### Work to be completed
Below are the records. Retype exactly the lines between the lines holding "#[derive(Debug, Clone, PartialEq, Error)]" and "if let Some(esign)", inclusive.

Start of Data for this task

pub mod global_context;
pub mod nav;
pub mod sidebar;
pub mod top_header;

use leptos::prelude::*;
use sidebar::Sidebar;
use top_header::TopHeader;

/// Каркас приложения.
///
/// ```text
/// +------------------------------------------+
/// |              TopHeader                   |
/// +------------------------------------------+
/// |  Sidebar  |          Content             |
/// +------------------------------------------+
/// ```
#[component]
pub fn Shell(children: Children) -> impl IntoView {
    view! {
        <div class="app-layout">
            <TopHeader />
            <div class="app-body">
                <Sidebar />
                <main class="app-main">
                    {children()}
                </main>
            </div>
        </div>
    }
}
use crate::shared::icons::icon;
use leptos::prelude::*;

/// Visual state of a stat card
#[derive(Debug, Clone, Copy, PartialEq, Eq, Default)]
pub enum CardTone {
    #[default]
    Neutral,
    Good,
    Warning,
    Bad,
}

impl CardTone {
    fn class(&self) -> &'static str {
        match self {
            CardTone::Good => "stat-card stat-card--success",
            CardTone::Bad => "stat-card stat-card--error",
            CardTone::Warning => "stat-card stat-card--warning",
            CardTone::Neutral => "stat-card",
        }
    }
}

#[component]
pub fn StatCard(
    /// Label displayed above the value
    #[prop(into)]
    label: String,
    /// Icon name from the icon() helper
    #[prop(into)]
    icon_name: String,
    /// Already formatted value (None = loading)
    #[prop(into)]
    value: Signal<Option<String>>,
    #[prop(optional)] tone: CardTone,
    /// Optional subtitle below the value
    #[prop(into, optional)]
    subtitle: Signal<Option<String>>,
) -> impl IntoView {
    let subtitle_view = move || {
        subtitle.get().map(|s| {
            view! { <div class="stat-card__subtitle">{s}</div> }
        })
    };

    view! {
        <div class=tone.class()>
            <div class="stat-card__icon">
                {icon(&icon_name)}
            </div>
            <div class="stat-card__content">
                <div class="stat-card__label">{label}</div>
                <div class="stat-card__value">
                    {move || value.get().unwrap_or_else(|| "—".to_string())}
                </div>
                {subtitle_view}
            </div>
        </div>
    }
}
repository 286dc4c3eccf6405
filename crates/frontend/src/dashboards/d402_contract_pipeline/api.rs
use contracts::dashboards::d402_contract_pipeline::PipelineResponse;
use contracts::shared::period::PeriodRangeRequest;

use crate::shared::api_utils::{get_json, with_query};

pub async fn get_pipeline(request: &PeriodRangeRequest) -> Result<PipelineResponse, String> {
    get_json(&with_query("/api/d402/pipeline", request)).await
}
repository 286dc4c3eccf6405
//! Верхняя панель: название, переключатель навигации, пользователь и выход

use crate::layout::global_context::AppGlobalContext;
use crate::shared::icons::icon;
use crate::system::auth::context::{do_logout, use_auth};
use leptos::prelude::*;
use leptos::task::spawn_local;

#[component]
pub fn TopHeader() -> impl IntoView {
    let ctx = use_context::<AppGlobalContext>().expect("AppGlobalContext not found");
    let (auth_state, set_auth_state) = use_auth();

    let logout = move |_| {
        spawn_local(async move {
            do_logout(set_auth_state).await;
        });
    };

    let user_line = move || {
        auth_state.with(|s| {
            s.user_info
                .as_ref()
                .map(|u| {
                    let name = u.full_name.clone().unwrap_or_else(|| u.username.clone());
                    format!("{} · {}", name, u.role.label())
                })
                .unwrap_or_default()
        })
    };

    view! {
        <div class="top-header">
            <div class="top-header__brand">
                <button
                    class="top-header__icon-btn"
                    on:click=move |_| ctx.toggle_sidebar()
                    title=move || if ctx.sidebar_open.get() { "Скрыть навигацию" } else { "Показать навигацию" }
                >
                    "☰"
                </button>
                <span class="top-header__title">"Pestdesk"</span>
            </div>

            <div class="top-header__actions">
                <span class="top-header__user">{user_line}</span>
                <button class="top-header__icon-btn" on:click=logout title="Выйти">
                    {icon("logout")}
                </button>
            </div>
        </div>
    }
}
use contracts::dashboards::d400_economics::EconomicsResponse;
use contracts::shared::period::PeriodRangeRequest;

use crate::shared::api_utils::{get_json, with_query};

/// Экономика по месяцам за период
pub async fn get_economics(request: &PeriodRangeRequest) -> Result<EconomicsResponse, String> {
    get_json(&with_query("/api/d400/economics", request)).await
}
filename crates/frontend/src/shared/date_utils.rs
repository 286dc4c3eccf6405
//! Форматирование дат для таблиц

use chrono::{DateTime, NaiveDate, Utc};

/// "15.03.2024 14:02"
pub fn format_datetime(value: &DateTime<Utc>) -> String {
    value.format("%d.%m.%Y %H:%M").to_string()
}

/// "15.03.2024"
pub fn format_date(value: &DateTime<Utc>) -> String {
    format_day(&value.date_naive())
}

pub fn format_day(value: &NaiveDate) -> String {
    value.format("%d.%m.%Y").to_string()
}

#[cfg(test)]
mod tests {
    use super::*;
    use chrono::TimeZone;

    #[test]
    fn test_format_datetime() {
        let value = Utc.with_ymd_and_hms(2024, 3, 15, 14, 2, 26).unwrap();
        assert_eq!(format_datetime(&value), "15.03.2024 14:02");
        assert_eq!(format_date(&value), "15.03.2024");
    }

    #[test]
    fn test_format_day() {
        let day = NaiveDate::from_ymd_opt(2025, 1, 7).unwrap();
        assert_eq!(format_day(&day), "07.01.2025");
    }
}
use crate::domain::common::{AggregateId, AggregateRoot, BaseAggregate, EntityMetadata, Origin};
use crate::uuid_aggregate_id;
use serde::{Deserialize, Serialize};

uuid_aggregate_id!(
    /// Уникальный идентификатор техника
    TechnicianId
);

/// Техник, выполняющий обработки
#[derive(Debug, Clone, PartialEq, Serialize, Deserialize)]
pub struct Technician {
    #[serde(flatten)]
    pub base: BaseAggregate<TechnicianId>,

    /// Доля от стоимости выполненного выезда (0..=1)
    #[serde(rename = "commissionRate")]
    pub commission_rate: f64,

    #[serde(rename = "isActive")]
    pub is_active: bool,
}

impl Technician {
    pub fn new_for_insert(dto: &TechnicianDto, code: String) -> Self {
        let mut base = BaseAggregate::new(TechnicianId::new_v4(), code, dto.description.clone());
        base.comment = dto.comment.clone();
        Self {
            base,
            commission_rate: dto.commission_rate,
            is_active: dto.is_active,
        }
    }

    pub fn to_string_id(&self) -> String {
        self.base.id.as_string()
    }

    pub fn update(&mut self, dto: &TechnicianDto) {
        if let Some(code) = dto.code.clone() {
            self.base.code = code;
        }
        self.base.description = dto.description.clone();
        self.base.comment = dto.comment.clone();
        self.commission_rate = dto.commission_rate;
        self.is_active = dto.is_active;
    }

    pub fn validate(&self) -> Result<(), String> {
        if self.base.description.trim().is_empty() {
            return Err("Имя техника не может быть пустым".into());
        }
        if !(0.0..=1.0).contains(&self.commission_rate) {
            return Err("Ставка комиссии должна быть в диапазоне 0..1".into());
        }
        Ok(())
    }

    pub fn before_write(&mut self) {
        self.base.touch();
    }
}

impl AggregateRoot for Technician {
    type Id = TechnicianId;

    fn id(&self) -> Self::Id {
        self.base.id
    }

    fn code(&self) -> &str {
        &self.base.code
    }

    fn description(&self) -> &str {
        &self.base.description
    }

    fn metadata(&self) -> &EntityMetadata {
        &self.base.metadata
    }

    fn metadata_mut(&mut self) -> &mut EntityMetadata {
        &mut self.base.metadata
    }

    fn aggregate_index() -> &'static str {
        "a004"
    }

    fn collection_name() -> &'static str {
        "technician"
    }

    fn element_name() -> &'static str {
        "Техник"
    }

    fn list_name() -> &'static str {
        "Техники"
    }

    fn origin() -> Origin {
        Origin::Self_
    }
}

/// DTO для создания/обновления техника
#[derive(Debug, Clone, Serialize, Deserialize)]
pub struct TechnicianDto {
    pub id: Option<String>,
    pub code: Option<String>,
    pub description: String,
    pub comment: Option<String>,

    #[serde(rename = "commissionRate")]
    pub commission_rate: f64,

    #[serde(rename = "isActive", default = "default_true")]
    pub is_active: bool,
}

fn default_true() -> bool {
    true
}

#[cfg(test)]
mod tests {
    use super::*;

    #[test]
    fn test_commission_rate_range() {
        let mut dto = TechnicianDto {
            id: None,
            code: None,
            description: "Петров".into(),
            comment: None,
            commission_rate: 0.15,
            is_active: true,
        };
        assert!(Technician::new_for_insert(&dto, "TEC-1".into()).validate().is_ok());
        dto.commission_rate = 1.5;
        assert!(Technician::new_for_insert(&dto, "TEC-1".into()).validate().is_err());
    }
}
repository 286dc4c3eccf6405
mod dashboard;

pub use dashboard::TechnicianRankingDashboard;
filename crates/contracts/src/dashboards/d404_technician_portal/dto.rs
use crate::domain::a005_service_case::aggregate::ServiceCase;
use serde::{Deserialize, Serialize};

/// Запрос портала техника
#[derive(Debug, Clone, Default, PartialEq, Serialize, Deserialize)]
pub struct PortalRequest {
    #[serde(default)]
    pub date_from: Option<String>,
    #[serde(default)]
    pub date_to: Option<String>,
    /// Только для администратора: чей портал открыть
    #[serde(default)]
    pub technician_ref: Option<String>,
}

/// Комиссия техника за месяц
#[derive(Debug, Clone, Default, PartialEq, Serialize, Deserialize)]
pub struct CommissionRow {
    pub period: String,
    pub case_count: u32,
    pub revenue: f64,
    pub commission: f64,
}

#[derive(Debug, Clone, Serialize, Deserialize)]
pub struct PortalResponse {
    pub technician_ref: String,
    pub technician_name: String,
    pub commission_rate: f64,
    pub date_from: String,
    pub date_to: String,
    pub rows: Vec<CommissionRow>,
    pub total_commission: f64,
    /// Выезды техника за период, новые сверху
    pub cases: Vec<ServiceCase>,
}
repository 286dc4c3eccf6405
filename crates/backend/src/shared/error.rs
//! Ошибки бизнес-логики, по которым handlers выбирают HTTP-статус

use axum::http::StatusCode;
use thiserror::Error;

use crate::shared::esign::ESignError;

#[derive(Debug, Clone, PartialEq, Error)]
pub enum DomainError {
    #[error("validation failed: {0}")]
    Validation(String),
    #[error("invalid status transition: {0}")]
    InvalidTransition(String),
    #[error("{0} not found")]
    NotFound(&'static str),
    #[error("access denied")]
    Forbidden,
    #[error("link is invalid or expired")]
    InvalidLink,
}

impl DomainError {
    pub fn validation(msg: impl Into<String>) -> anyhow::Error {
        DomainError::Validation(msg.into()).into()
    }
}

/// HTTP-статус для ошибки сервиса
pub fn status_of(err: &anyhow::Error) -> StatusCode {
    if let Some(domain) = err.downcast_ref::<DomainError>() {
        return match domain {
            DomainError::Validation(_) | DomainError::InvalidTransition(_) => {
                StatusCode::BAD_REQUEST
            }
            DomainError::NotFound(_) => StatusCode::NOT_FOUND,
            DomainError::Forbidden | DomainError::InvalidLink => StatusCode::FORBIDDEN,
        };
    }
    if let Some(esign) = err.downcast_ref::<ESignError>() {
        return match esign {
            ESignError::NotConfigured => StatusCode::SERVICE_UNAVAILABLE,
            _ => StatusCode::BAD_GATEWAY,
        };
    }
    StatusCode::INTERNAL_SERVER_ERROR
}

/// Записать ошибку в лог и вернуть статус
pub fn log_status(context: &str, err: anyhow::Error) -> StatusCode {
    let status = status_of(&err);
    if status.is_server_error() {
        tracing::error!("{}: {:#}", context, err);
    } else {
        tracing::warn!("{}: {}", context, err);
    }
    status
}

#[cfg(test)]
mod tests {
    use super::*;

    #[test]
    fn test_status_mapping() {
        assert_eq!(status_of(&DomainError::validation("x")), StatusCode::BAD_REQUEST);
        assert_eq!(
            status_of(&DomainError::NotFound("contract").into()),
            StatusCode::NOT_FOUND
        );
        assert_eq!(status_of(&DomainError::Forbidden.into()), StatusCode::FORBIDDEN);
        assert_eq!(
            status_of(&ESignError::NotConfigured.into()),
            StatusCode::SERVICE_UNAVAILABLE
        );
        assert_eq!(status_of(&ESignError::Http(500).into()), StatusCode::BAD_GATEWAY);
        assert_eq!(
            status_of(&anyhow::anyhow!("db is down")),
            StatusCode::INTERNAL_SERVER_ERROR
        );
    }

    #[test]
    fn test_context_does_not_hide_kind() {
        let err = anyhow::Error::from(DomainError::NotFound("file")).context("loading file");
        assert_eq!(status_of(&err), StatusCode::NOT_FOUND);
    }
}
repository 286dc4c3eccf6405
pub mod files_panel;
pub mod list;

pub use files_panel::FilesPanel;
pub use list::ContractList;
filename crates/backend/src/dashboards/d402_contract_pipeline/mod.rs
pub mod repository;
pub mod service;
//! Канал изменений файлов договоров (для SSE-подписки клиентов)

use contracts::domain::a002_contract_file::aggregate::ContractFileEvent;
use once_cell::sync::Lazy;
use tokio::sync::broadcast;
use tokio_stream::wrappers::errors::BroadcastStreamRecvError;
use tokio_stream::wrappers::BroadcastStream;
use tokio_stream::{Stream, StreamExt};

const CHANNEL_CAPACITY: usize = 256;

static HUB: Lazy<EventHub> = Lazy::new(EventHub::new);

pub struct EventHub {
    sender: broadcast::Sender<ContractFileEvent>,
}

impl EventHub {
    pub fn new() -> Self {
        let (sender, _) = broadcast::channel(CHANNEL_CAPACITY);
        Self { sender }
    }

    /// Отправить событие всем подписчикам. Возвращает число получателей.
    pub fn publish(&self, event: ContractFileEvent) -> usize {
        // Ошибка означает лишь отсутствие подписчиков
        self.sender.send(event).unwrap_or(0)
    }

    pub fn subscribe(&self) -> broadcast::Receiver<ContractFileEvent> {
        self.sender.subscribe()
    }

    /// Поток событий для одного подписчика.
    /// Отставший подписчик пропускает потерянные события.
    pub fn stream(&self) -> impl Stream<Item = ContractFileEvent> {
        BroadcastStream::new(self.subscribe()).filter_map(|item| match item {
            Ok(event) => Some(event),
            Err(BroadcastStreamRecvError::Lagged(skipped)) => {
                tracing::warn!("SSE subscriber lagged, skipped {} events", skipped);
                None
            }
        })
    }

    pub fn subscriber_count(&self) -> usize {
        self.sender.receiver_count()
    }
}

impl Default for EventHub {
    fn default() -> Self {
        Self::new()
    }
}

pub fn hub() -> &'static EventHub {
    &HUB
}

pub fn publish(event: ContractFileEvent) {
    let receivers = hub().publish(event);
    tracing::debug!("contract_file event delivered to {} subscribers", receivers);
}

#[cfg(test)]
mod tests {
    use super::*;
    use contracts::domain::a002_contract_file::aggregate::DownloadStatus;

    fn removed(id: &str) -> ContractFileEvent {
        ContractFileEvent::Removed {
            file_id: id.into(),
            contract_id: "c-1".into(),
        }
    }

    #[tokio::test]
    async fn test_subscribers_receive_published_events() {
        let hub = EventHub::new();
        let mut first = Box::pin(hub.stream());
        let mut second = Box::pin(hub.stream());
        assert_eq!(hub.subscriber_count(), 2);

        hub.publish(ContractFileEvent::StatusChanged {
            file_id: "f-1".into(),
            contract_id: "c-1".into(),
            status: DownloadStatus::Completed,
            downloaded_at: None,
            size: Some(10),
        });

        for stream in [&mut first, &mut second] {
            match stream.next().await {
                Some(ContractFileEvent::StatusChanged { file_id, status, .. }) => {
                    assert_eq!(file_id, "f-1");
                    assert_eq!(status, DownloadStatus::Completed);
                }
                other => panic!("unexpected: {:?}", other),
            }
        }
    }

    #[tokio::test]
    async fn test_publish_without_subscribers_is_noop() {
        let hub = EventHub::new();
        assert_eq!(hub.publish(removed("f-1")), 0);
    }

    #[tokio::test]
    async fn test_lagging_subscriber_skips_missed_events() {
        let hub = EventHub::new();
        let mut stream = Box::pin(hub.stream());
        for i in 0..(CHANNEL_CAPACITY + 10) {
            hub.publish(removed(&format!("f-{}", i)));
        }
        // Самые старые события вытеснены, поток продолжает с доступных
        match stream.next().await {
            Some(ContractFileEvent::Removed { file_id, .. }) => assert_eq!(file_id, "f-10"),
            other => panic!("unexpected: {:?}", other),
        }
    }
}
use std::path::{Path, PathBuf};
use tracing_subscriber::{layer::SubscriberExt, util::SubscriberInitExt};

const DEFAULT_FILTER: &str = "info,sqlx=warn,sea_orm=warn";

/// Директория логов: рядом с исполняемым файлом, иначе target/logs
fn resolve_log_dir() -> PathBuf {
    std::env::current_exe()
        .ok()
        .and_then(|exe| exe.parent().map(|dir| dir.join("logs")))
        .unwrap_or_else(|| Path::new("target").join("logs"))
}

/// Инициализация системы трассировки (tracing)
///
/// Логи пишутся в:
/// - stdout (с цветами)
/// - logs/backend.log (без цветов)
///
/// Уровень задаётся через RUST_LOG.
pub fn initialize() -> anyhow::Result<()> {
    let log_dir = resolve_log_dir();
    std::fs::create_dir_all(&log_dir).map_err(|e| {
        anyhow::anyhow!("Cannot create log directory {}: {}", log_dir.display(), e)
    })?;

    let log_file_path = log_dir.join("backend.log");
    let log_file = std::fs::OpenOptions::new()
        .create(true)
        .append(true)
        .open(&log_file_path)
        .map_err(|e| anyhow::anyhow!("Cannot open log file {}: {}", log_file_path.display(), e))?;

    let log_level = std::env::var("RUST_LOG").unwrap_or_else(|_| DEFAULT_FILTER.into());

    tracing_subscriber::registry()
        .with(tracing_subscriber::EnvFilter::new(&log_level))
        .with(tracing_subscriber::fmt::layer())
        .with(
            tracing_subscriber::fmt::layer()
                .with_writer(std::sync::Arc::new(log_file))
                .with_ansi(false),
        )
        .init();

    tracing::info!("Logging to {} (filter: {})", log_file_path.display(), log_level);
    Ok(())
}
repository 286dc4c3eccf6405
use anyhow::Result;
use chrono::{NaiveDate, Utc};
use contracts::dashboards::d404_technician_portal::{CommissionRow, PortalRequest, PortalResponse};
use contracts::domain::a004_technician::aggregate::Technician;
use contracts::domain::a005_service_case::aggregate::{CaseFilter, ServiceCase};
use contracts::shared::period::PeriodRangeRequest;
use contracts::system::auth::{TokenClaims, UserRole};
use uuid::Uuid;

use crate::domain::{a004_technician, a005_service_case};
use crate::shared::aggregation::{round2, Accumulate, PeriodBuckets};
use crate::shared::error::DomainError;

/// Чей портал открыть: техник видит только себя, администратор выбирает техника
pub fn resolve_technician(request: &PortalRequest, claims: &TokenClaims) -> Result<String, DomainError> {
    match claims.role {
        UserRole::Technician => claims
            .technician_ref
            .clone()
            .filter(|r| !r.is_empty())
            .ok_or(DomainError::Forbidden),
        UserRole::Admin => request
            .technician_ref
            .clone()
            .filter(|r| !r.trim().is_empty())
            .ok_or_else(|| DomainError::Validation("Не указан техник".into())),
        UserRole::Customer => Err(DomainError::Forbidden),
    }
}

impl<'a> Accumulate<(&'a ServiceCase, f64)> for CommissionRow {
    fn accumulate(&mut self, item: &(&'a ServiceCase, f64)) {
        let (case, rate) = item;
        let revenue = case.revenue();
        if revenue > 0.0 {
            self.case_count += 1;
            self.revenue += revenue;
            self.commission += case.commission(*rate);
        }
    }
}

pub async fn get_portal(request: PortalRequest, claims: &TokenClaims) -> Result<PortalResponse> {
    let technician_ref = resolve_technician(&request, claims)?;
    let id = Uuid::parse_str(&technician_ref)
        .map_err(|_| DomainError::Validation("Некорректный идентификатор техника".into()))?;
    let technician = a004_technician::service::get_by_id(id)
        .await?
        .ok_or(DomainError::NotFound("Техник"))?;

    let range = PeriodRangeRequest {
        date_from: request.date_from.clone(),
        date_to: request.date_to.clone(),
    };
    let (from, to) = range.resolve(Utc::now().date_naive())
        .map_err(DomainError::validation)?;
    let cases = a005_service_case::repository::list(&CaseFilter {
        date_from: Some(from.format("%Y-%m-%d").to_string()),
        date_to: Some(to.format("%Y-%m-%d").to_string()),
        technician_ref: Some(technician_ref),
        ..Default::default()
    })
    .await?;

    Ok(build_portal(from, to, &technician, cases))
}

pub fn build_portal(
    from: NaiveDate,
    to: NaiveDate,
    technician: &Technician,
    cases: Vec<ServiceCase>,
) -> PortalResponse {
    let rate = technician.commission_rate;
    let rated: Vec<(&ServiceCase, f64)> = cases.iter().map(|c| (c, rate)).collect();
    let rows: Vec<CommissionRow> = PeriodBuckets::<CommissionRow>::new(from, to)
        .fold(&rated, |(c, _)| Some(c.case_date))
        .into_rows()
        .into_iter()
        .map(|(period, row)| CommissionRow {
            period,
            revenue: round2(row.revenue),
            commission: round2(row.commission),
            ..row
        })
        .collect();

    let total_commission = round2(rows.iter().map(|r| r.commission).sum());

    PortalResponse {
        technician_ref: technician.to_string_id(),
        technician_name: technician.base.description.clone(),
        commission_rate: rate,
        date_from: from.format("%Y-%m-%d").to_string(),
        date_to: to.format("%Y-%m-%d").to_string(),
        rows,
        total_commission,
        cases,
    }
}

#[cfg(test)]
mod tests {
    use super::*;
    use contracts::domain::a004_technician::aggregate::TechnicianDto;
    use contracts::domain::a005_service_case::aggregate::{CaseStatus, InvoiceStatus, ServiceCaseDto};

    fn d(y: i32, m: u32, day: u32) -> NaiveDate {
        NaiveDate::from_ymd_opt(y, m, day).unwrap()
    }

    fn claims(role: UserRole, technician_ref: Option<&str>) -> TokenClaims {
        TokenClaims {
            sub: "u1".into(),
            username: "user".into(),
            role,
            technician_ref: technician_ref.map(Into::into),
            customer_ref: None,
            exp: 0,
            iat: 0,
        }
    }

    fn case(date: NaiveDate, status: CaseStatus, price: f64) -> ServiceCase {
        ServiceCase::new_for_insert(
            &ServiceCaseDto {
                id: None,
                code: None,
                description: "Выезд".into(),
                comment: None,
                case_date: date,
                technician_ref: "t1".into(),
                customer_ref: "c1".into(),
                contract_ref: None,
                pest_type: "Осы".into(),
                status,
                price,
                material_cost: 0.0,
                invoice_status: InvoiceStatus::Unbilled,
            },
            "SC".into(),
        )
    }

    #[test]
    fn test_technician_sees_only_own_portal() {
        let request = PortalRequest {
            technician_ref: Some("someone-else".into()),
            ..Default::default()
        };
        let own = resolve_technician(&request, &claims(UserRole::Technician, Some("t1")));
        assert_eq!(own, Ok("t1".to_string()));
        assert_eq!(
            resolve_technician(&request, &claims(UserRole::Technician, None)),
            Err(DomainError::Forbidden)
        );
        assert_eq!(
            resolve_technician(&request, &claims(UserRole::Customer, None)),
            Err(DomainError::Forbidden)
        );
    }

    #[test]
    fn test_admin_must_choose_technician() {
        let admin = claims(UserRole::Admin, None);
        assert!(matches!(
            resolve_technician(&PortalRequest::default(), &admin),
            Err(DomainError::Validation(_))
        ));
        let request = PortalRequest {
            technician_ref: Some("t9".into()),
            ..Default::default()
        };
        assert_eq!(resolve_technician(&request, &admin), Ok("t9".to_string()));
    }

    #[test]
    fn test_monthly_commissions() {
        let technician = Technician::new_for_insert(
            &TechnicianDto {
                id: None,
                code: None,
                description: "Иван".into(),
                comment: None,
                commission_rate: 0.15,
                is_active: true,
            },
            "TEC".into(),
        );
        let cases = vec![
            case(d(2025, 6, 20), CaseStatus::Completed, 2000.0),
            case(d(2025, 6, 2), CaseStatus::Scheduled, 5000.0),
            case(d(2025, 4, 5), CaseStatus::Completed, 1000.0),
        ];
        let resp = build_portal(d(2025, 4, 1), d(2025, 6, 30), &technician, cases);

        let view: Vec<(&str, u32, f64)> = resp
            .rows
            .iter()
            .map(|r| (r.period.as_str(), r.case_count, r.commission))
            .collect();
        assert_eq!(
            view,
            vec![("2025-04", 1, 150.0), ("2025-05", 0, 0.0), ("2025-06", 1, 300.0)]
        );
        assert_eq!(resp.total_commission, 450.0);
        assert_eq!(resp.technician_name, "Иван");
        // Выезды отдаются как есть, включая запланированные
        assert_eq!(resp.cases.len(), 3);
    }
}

End of Data for this task

### Answer to the problem
#[derive(Debug, Clone, PartialEq, Error)]
pub enum DomainError {
    #[error("validation failed: {0}")]
    Validation(String),
    #[error("invalid status transition: {0}")]
    InvalidTransition(String),
    #[error("{0} not found")]
    NotFound(&'static str),
    #[error("access denied")]
    Forbidden,
    #[error("link is invalid or expired")]
    InvalidLink,
}

impl DomainError {
    pub fn validation(msg: impl Into<String>) -> anyhow::Error {
        DomainError::Validation(msg.into()).into()
    }
}

/// HTTP-статус для ошибки сервиса
pub fn status_of(err: &anyhow::Error) -> StatusCode {
    if let Some(domain) = err.downcast_ref::<DomainError>() {
        return match domain {
            DomainError::Validation(_) | DomainError::InvalidTransition(_) => {
                StatusCode::BAD_REQUEST
            }
            DomainError::NotFound(_) => StatusCode::NOT_FOUND,
            DomainError::Forbidden | DomainError::InvalidLink => StatusCode::FORBIDDEN,
        };
    }
    if let Some(esign) = err.downcast_ref::<ESignError>() {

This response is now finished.